Ms McLaughlin said: ‘The cabinet secretary also decided to give clear ground to move forward on that three-year planning cycle, and therefore the Scottish government will not seek to recover NHS territorial boards’ outstanding brokerage – the expenditure incurred by territorial boards over the past five years which has been above their budget.’

She explained that this year, she expected four boards will require additional funding and that this will amount to around £68m. This makes up around 0.5% of the overall health budget and will take the overall cumulative balance of brokerage that will not be recovered to around £150m.

‘By not seeking to recover this amount, boards will be able to focus their attention on delivering the measures set out in the health and social care delivery plan and the financial framework, and to do so in a safe and appropriate way – making sure they maintain a strong focus on patient care and the delivery of the services that are safe, effective and person-centred,’ she continued.

Although writing off the loans to boards will undoubtedly help them as they plan to return to financial balance, the underlying issues that caused them to need brokerage in the first place could remain.

‘We recognise that the financial challenges facing a number of boards in some cases are an indicator of underlying issues, structural or systemic, that require more than a single year solution,’ Ms McLaughlin said.

‘We are working closely with those boards to identify what financial recovery and sustainability means at an organisational level and to help them pull together a deliverable plan to respond to those challenges.’

She added that boards cannot deliver these plans without collaborating with the wider health and care system.

‘We are clear that these plans will require a system-wide, multi-agency response that is led by clinicians and which puts local communities at their heart,’ she said.

‘We also understand that we may need to provide support and additional resource to make sure this work does not detract from the “day job” of providing high-quality, compassionate healthcare. This is one example of what is meant by the twin approach of investment and reform set out in the financial framework.’

The financial framework does not completely bridge the £1.8bn gap, though the Scottish government is confident it will do so. In the meantime, finance staff have been handed a key role in getting NHS Scotland to the best position possible, providing a solid financial base for improvements in services to patients

Bridging the gap

The framework concluded that the gap between health and social care funding would be £1.8bn by 2023/24 if nothing is done. However, this could be reduced to £159m by the end of the period.

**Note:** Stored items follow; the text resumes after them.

//! # Wrapper Registry
//!
//! Tool-backed predicates. Each wrapper carries a mode/kind signature; the
//! engine checks modes before invocation (a violation produces an `errors`
//! outcome, never a crash) and uses kinds to trigger file synchronisation.
//! Resolution outcomes form a tagged sum rather than an inheritance
//! hierarchy: success, failure, substitutions, queries, lemmata, errors.

use crate::term::{Literal, Subst, Term};
use async_trait::async_trait;
use dashmap::DashMap;
use serde::{Deserialize, Serialize};
use std::fmt;
use std::sync::Arc;

pub mod builtins;
pub mod exec;

/// Argument mode: `+` must be bound, `-` must be a variable, `?` either.
#[derive(Debug, Clone, Copy, PartialEq, Eq, Serialize, Deserialize)]
pub enum Mode {
    In,
    Out,
    Any,
}

impl Mode {
    pub fn as_str(self) -> &'static str {
        match self {
            Mode::In => "+",
            Mode::Out => "-",
            Mode::Any => "?",
        }
    }
}

/// Argument kind. `File`/`Files` arguments are content-addressed references
/// whose blobs are synchronised before invocation; `Handle` arguments are
/// opaque tokens a wrapper hands back to itself across calls.
#[derive(Debug, Clone, Copy, PartialEq, Eq, Serialize, Deserialize)]
pub enum Kind {
    Value,
    File,
    Files,
    Handle,
}

/// Per-argument signature entry.
#[derive(Debug, Clone, PartialEq, Eq, Serialize, Deserialize)]
pub struct ArgSpec {
    pub name: String,
    pub mode: Mode,
    pub kind: Kind,
}

/// A wrapper predicate's signature: name plus per-argument mode and kind.
#[derive(Debug, Clone, PartialEq, Eq, Serialize, Deserialize)]
pub struct Signature {
    pub name: String,
    pub args: Vec<ArgSpec>,
}

impl Signature {
    pub fn arity(&self) -> usize {
        self.args.len()
    }

    pub fn indicator(&self) -> String {
        format!("{}/{}", self.name, self.args.len())
    }

    /// Check a goal literal against the mode constraints. Returns every
    /// violation found, empty when the goal is applicable.
    pub fn mode_violations(&self, goal: &Literal) -> Vec<String> {
        let mut violations = Vec::new();
        if goal.args.len() != self.args.len() {
            violations.push(format!(
                "{} expects {} arguments, got {}",
                self.name,
                self.args.len(),
                goal.args.len()
            ));
            return violations;
        }
        for (spec, arg) in self.args.iter().zip(&goal.args) {
            match spec.mode {
                Mode::In => {
                    if !arg.is_ground() {
                        violations.push(format!(
                            "argument {} of {} must be bound, got {arg}",
                            spec.name, self.name
                        ));
                    } else if !kind_accepts(spec.kind, arg) {
                        violations.push(format!(
                            "argument {} of {} must be a {} value, got {arg}",
                            spec.name,
                            self.name,
                            kind_name(spec.kind)
                        ));
                    }
                }
                Mode::Out => {
                    if !arg.is_var() {
                        violations.push(format!(
                            "argument {} of {} must be a variable, got {arg}",
                            spec.name, self.name
                        ));
                    }
                }
                Mode::Any => {
                    if arg.is_ground() && !kind_accepts(spec.kind, arg) {
                        violations.push(format!(
                            "argument {} of {} must be a {} value, got {arg}",
                            spec.name,
                            self.name,
                            kind_name(spec.kind)
                        ));
                    }
                }
            }
        }
        violations
    }

    /// File references among the bound `file`/`files` arguments; their
    /// blobs must be locally resolvable before the wrapper runs.
    pub fn input_file_refs<'a>(&self, goal: &'a Literal) -> Vec<&'a crate::term::FileRef> {
        let mut refs = Vec::new();
        for (spec, arg) in self.args.iter().zip(&goal.args) {
            match spec.kind {
                Kind::File => {
                    if let Term::FileRef(fr) = arg {
                        refs.push(fr);
                    }
                }
                Kind::Files => {
                    if let Term::List(items) = arg {
                        for item in items {
                            if let Term::FileRef(fr) = item {
                                refs.push(fr);
                            }
                        }
                    }
                }
                _ => {}
            }
        }
        refs
    }
}

impl fmt::Display for Signature {
    fn fmt(&self, f: &mut fmt::Formatter<'_>) -> fmt::Result {
        write!(f, "{}(", self.name)?;
        for (i, a) in self.args.iter().enumerate() {
            if i > 0 {
                write!(f, ", ")?;
            }
            write!(f, "{}{}: {}", a.mode.as_str(), a.name, kind_name(a.kind))?;
        }
        write!(f, ")")
    }
}

fn kind_accepts(kind: Kind, term: &Term) -> bool {
    match kind {
        Kind::Value | Kind::Handle => true,
        Kind::File => matches!(term, Term::FileRef(_)),
        Kind::Files => {
            matches!(term, Term::List(items) if items.iter().all(|t| matches!(t, Term::FileRef(_))))
        }
    }
}

fn kind_name(kind: Kind) -> &'static str {
    match kind {
        Kind::Value => "value",
        Kind::File => "file",
        Kind::Files => "files",
        Kind::Handle => "handle",
    }
}

/// Parse a signature from its display form, e.g.
/// `in_range(+low: value, +up: value, -x: value)`.
pub fn parse_signature(src: &str) -> Result<Signature, String> {
    let src = src.trim();
    let open = src.find('(').ok_or("missing '('")?;
    let name = src[..open].trim().to_string();
    if name.is_empty() {
        return Err("empty wrapper name".into());
    }
    let inner = src[open + 1..]
        .strip_suffix(')')
        .ok_or("missing closing ')'")?;
    let mut args = Vec::new();
    for part in inner.split(',') {
        let part = part.trim();
        if part.is_empty() {
            continue;
        }
        let (mode, rest) = match part.as_bytes()[0] {
            b'+' => (Mode::In, &part[1..]),
            b'-' => (Mode::Out, &part[1..]),
            b'?' => (Mode::Any, &part[1..]),
            _ => (Mode::Any, part),
        };
        let (arg_name, kind) = match rest.split_once(':') {
            Some((n, k)) => (n.trim().to_string(), k.trim()),
            None => (rest.trim().to_string(), "value"),
        };
        let kind = match kind {
            "value" => Kind::Value,
            "file" => Kind::File,
            "files" => Kind::Files,
            "handle" => Kind::Handle,
            other => return Err(format!("unknown kind {other:?}")),
        };
        args.push(ArgSpec {
            name: arg_name,
            mode,
            kind,
        });
    }
    Ok(Signature { name, args })
}

/// The result of resolving a wrapper against an applicable literal.
#[derive(Debug, Clone, PartialEq, Eq)]
pub enum Outcome {
    /// The literal holds as given (must be ground); one claim.
    Success,
    /// The literal does not hold; no claim.
    Failure,
    /// For each substitution the instantiated literal holds; one claim
    /// each. Substitutions may only bind output variables.
    Substitutions(Vec<Subst>),
    /// Dynamic subgoals: for each substitution and each subgoal, the
    /// ephemeral rule `s(head) :- s(q)` is added.
    Queries(Vec<Subst>, Vec<Literal>),
    /// Dynamic lemmata: paired substitutions and body lists, one ephemeral
    /// rule `s_i(head) :- s_i(body_i)` per pair.
    Lemmata(Vec<Subst>, Vec<Vec<Literal>>),
    /// The invocation failed; each message becomes part of an error claim.
    Errors(Vec<String>),
}

/// A tool-backed predicate. Long invocations run outside any engine lock;
/// the engine awaits the future from a spawned task.
#[async_trait]
pub trait Wrapper: Send + Sync {
    fn signature(&self) -> &Signature;

    async fn resolve(&self, goal: &Literal) -> Outcome;
}

/// The per-node set of registered wrappers, keyed by predicate name.
#[derive(Default)]
pub struct WrapperRegistry {
    map: DashMap<String, Arc<dyn Wrapper>>,
}

impl WrapperRegistry {
    pub fn new() -> Self {
        Self::default()
    }

    /// Register a wrapper; replaces any previous wrapper with that name.
    pub fn register(&self, wrapper: Arc<dyn Wrapper>) {
        let name = wrapper.signature().name.clone();
        tracing::debug!(wrapper = %wrapper.signature(), "registering wrapper");
        self.map.insert(name, wrapper);
    }

    pub fn get(&self, pred: &str) -> Option<Arc<dyn Wrapper>> {
        self.map.get(pred).map(|e| Arc::clone(e.value()))
    }

    pub fn contains(&self, pred: &str) -> bool {
        self.map.contains_key(pred)
    }

    /// `name/arity` indicators of all registered wrappers, for
    /// advertisement on the fabric.
    pub fn indicators(&self) -> Vec<String> {
        let mut out: Vec<String> = self
            .map
            .iter()
            .map(|e| e.value().signature().indicator())
            .collect();
        out.sort();
        out
    }
}

#[cfg(test)]
mod tests {
    use super::*;
    use crate::term::parse_literal;

    fn sig() -> Signature {
        parse_signature("in_range(+low: value, +up: value, -x: value)").unwrap()
    }

    #[test]
    fn test_parse_signature_round_trip() {
        let s = sig();
        assert_eq!(s.name, "in_range");
        assert_eq!(s.args.len(), 3);
        assert_eq!(s.args[0].mode, Mode::In);
        assert_eq!(s.args[2].mode, Mode::Out);
        assert_eq!(parse_signature(&s.to_string()).unwrap(), s);
    }

    #[test]
    fn test_mode_check_accepts_applicable_goal() {
        let goal = parse_literal("in_range(1, 4, X)").unwrap();
        assert!(sig().mode_violations(&goal).is_empty());
    }

    #[test]
    fn test_mode_check_rejects_unbound_input() {
        let goal = parse_literal("in_range(Low, 4, X)").unwrap();
        let violations = sig().mode_violations(&goal);
        assert_eq!(violations.len(), 1);
        assert!(violations[0].contains("must be bound"));
    }

    #[test]
    fn test_mode_check_rejects_bound_output() {
        let goal = parse_literal("in_range(1, 4, 2)").unwrap();
        let violations = sig().mode_violations(&goal);
        assert!(violations[0].contains("must be a variable"));
    }

    #[test]
    fn test_file_kind_requires_file_ref() {
        let s = parse_signature("render(+src: file, -out: file)").unwrap();
        let bad = parse_literal("render(\"not a ref\", Out)").unwrap();
        assert!(!s.mode_violations(&bad).is_empty());
        let good = parse_literal(
            "render(fileref(\"a.adoc\", \"aaf4c61ddcc5e8a2dabede0f3b482cd9aea9434d\"), Out)",
        )
        .unwrap();
        assert!(s.mode_violations(&good).is_empty());
        assert_eq!(s.input_file_refs(&good).len(), 1);
    }

    #[test]
    fn test_arity_mismatch() {
        let goal = parse_literal("in_range(1, 4)").unwrap();
        assert!(!sig().mode_violations(&goal).is_empty());
    }
}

Health is the largest budget in the Scottish government’s total spending – accounting for £12.9bn of the total £30bn in 2016/17. Social care spending was £3bn and frontline expenditure on health and social care – the sum considered by the framework – was almost £15bn. Under the ‘do nothing’ scenario, the frontline funding requirement would rise to £20.6bn by 2023/24.

The framework said its assessment of future funding requirements allows for the Scottish government twin approach of investment and reform; the increasing levels of demand; and its recognition that the status quo is not an option.

The framework assumed funding rising to £18.8bn by 2023/24 – the do nothing gap is £1.8bn (£20.6bn minus £18.8bn). It then sets out potential efficiencies and savings.

A 1% efficiency requirement in health and social care would save a total of £1.1bn, while shifting the balance of care would produce efficiencies of £155m (after £154m or 50% is reinvested in community services).

Regional working would save £193m, ill-health prevention through public health programmes £158m and the Once for Scotland efficiency scheme £39m.

This means efficiencies and savings promise to deliver around £1.64bn, which would leave a gap of £159m.